REQUIREMENT – Please look for the string "members" below and report every line in which it occurs.

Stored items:
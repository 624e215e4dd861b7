//! Domain model: the in-memory board hierarchy and the user profile.
//!
//! These types are what the application layer sees and what the local cache
//! serializes. Wire-format concerns (snake_case columns, nested select
//! payloads) live in `remote::records`.

use serde::{Deserialize, Serialize};
use std::fmt;
use std::str::FromStr;
use thiserror::Error;
use uuid::Uuid;

/// Id of the singleton local profile row.
pub const PROFILE_ID: &str = "1";

/// Error for values outside a closed enumeration.
#[derive(Debug, Clone, Error, PartialEq, Eq)]
#[error("unrecognized {kind} value: {value}")]
pub struct EnumParseError {
  pub kind: &'static str,
  pub value: String,
}

// ============================================================================
// Closed enumerations
// ============================================================================

/// Task status. The serialized literals are the store's legacy values and
/// must not change without a data migration.
#[derive(Debug, Clone, Copy, PartialEq, Eq, Serialize, Deserialize)]
pub enum TaskStatus {
  #[serde(rename = "PARADO")]
  Stopped,
  #[serde(rename = "EM ANDAMENTO")]
  Working,
  #[serde(rename = "CONCLUIDO")]
  Done,
}

impl TaskStatus {
  pub fn as_str(&self) -> &'static str {
    match self {
      TaskStatus::Stopped => "PARADO",
      TaskStatus::Working => "EM ANDAMENTO",
      TaskStatus::Done => "CONCLUIDO",
    }
  }
}

impl FromStr for TaskStatus {
  type Err = EnumParseError;

  fn from_str(s: &str) -> Result<Self, Self::Err> {
    match s {
      "PARADO" => Ok(TaskStatus::Stopped),
      "EM ANDAMENTO" => Ok(TaskStatus::Working),
      "CONCLUIDO" => Ok(TaskStatus::Done),
      other => Err(EnumParseError {
        kind: "task status",
        value: other.to_string(),
      }),
    }
  }
}

impl fmt::Display for TaskStatus {
  fn fmt(&self, f: &mut fmt::Formatter<'_>) -> fmt::Result {
    f.write_str(self.as_str())
  }
}

/// Task priority, same legacy-literal convention as [`TaskStatus`].
#[derive(Debug, Clone, Copy, PartialEq, Eq, Serialize, Deserialize)]
pub enum TaskPriority {
  #[serde(rename = "Baixa")]
  Low,
  #[serde(rename = "Média")]
  Medium,
  #[serde(rename = "Alta")]
  High,
  #[serde(rename = "Crítica")]
  Critical,
}

impl TaskPriority {
  pub fn as_str(&self) -> &'static str {
    match self {
      TaskPriority::Low => "Baixa",
      TaskPriority::Medium => "Média",
      TaskPriority::High => "Alta",
      TaskPriority::Critical => "Crítica",
    }
  }
}

impl FromStr for TaskPriority {
  type Err = EnumParseError;

  fn from_str(s: &str) -> Result<Self, Self::Err> {
    match s {
      "Baixa" => Ok(TaskPriority::Low),
      "Média" => Ok(TaskPriority::Medium),
      "Alta" => Ok(TaskPriority::High),
      "Crítica" => Ok(TaskPriority::Critical),
      other => Err(EnumParseError {
        kind: "task priority",
        value: other.to_string(),
      }),
    }
  }
}

impl fmt::Display for TaskPriority {
  fn fmt(&self, f: &mut fmt::Formatter<'_>) -> fmt::Result {
    f.write_str(self.as_str())
  }
}

/// Profile role.
#[derive(Debug, Clone, Copy, PartialEq, Eq, Serialize, Deserialize)]
#[serde(rename_all = "UPPERCASE")]
pub enum Role {
  Admin,
  Member,
  Guest,
}

// ============================================================================
// Entities
// ============================================================================

/// A comment on a task.
#[derive(Debug, Clone, PartialEq, Serialize, Deserialize)]
#[serde(rename_all = "camelCase")]
pub struct Comment {
  pub id: String,
  pub user_id: String,
  pub text: String,
  pub timestamp: String,
}

/// An individual work item / client record.
#[derive(Debug, Clone, PartialEq, Serialize, Deserialize)]
#[serde(rename_all = "camelCase")]
pub struct Task {
  pub id: String,
  /// Back-reference to the owning group.
  pub group_id: String,
  pub title: String,
  #[serde(default)]
  pub description: String,
  #[serde(default, skip_serializing_if = "Option::is_none")]
  pub client_name: Option<String>,
  #[serde(default, skip_serializing_if = "Option::is_none")]
  pub client_avatar: Option<String>,
  #[serde(default, skip_serializing_if = "Option::is_none")]
  pub client_phone: Option<String>,
  /// Monetary value, non-negative.
  #[serde(default)]
  pub value: f64,
  pub status: TaskStatus,
  pub priority: TaskPriority,
  pub owner_id: String,
  #[serde(default, skip_serializing_if = "Option::is_none")]
  pub start_date: Option<String>,
  #[serde(default, skip_serializing_if = "Option::is_none")]
  pub end_date: Option<String>,
  #[serde(default)]
  pub comments: Vec<Comment>,
}

impl Task {
  /// Create a fresh task in the given group with stopped/medium defaults.
  pub fn new(group_id: impl Into<String>, title: impl Into<String>, owner_id: impl Into<String>) -> Self {
    Self {
      id: Uuid::new_v4().to_string(),
      group_id: group_id.into(),
      title: title.into(),
      description: String::new(),
      client_name: None,
      client_avatar: None,
      client_phone: None,
      value: 0.0,
      status: TaskStatus::Stopped,
      priority: TaskPriority::Medium,
      owner_id: owner_id.into(),
      start_date: None,
      end_date: None,
      comments: Vec::new(),
    }
  }
}

/// A phase/column within a board, owning an ordered run of tasks.
#[derive(Debug, Clone, PartialEq, Serialize, Deserialize)]
#[serde(rename_all = "camelCase")]
pub struct TaskGroup {
  pub id: String,
  /// Back-reference to the owning board.
  pub board_id: String,
  pub name: String,
  pub color: String,
  #[serde(default)]
  pub tasks: Vec<Task>,
}

impl TaskGroup {
  pub fn new(board_id: impl Into<String>, name: impl Into<String>, color: impl Into<String>) -> Self {
    Self {
      id: Uuid::new_v4().to_string(),
      board_id: board_id.into(),
      name: name.into(),
      color: color.into(),
      tasks: Vec::new(),
    }
  }
}

/// Top-level project/client workspace.
#[derive(Debug, Clone, PartialEq, Serialize, Deserialize)]
#[serde(rename_all = "camelCase")]
pub struct Board {
  pub id: String,
  pub name: String,
  #[serde(default)]
  pub description: String,
  #[serde(default)]
  pub members: Vec<String>,
  #[serde(default)]
  pub groups: Vec<TaskGroup>,
}

impl Board {
  pub fn new(name: impl Into<String>, description: impl Into<String>, owner_id: impl Into<String>) -> Self {
    Self {
      id: Uuid::new_v4().to_string(),
      name: name.into(),
      description: description.into(),
      members: vec![owner_id.into()],
      groups: Vec::new(),
    }
  }
}

/// The local installation's user profile. Singleton, fixed id.
#[derive(Debug, Clone, PartialEq, Serialize, Deserialize)]
#[serde(rename_all = "camelCase")]
pub struct UserProfile {
  pub id: String,
  pub name: String,
  pub email: String,
  #[serde(default)]
  pub avatar: String,
  pub role: Role,
}

impl Default for UserProfile {
  /// Placeholder profile used until a real one is fetched or cached.
  fn default() -> Self {
    Self {
      id: PROFILE_ID.to_string(),
      name: "Diretor Expandix".to_string(),
      email: "admin@expandix.com".to_string(),
      avatar: String::new(),
      role: Role::Admin,
    }
  }
}

// ============================================================================
// Partial updates
// ============================================================================

/// Partial task update. `None` fields are left untouched.
#[derive(Debug, Clone, Default, PartialEq)]
pub struct TaskPatch {
  pub title: Option<String>,
  pub description: Option<String>,
  pub client_name: Option<String>,
  pub client_avatar: Option<String>,
  pub client_phone: Option<String>,
  pub value: Option<f64>,
  pub status: Option<TaskStatus>,
  pub priority: Option<TaskPriority>,
  pub owner_id: Option<String>,
  pub start_date: Option<String>,
  pub end_date: Option<String>,
}

impl TaskPatch {
  pub fn apply(&self, task: &mut Task) {
    if let Some(title) = &self.title {
      task.title = title.clone();
    }
    if let Some(description) = &self.description {
      task.description = description.clone();
    }
    if let Some(client_name) = &self.client_name {
      task.client_name = Some(client_name.clone());
    }
    if let Some(client_avatar) = &self.client_avatar {
      task.client_avatar = Some(client_avatar.clone());
    }
    if let Some(client_phone) = &self.client_phone {
      task.client_phone = Some(client_phone.clone());
    }
    if let Some(value) = self.value {
      task.value = value;
    }
    if let Some(status) = self.status {
      task.status = status;
    }
    if let Some(priority) = self.priority {
      task.priority = priority;
    }
    if let Some(owner_id) = &self.owner_id {
      task.owner_id = owner_id.clone();
    }
    if let Some(start_date) = &self.start_date {
      task.start_date = Some(start_date.clone());
    }
    if let Some(end_date) = &self.end_date {
      task.end_date = Some(end_date.clone());
    }
  }
}

/// Partial profile update.
#[derive(Debug, Clone, Default, PartialEq)]
pub struct ProfilePatch {
  pub name: Option<String>,
  pub email: Option<String>,
  pub avatar: Option<String>,
  pub role: Option<Role>,
}

impl ProfilePatch {
  pub fn apply(&self, profile: &mut UserProfile) {
    if let Some(name) = &self.name {
      profile.name = name.clone();
    }
    if let Some(email) = &self.email {
      profile.email = email.clone();
    }
    if let Some(avatar) = &self.avatar {
      profile.avatar = avatar.clone();
    }
    if let Some(role) = self.role {
      profile.role = role;
    }
  }
}

// ============================================================================
// Bootstrap data
// ============================================================================

/// Demonstration board substituted on a fresh install so the UI is never
/// empty. Only used when the remote is reachable but holds no boards and no
/// local snapshot exists.
pub fn seed_boards() -> Vec<Board> {
  vec![Board {
    id: "board-alpha".to_string(),
    name: "Operação Expandix Prime".to_string(),
    description: "Gestão estratégica de ativos e expansão neural.".to_string(),
    members: vec![PROFILE_ID.to_string()],
    groups: vec![TaskGroup {
      id: "g-main".to_string(),
      board_id: "board-alpha".to_string(),
      name: "Fase de Lançamento".to_string(),
      color: "#D4AF37".to_string(),
      tasks: vec![Task {
        id: "t-init-1".to_string(),
        group_id: "g-main".to_string(),
        title: "Configuração do Ecossistema".to_string(),
        description: "Definição de parâmetros de IA e integração de dados.".to_string(),
        client_name: None,
        client_avatar: None,
        client_phone: None,
        value: 15000.0,
        status: TaskStatus::Working,
        priority: TaskPriority::Critical,
        owner_id: PROFILE_ID.to_string(),
        start_date: None,
        end_date: None,
        comments: Vec::new(),
      }],
    }],
  }]
}

#[cfg(test)]
mod tests {
  use super::*;

  #[test]
  fn test_status_round_trips_through_str() {
    for status in [TaskStatus::Stopped, TaskStatus::Working, TaskStatus::Done] {
      assert_eq!(status.as_str().parse::<TaskStatus>().unwrap(), status);
    }
  }

  #[test]
  fn test_unknown_status_rejected() {
    let err = "FEITO".parse::<TaskStatus>().unwrap_err();
    assert_eq!(err.kind, "task status");
    assert_eq!(err.value, "FEITO");
  }

  #[test]
  fn test_unknown_priority_rejected() {
    assert!("Urgente".parse::<TaskPriority>().is_err());
  }

  #[test]
  fn test_status_serde_uses_wire_literals() {
    let json = serde_json::to_string(&TaskStatus::Working).unwrap();
    assert_eq!(json, "\"EM ANDAMENTO\"");
    assert!(serde_json::from_str::<TaskStatus>("\"EM PAUSA\"").is_err());
  }

  #[test]
  fn test_patch_applies_only_set_fields() {
    let mut task = Task::new("g1", "original", "1");
    let patch = TaskPatch {
      value: Some(500.0),
      status: Some(TaskStatus::Done),
      ..Default::default()
    };
    patch.apply(&mut task);
    assert_eq!(task.value, 500.0);
    assert_eq!(task.status, TaskStatus::Done);
    assert_eq!(task.title, "original");
    assert_eq!(task.priority, TaskPriority::Medium);
  }

  #[test]
  fn test_default_profile() {
    let profile = UserProfile::default();
    assert_eq!(profile.id, PROFILE_ID);
    assert_eq!(profile.role, Role::Admin);
  }

  #[test]
  fn test_seed_references_resolve() {
    let boards = seed_boards();
    for board in &boards {
      for group in &board.groups {
        assert_eq!(group.board_id, board.id);
        for task in &group.tasks {
          assert_eq!(task.group_id, group.id);
        }
      }
    }
  }
}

RESPONSE AREA –
  pub members: Vec<String>,
      members: vec![owner_id.into()],
    members: vec![PROFILE_ID.to_string()],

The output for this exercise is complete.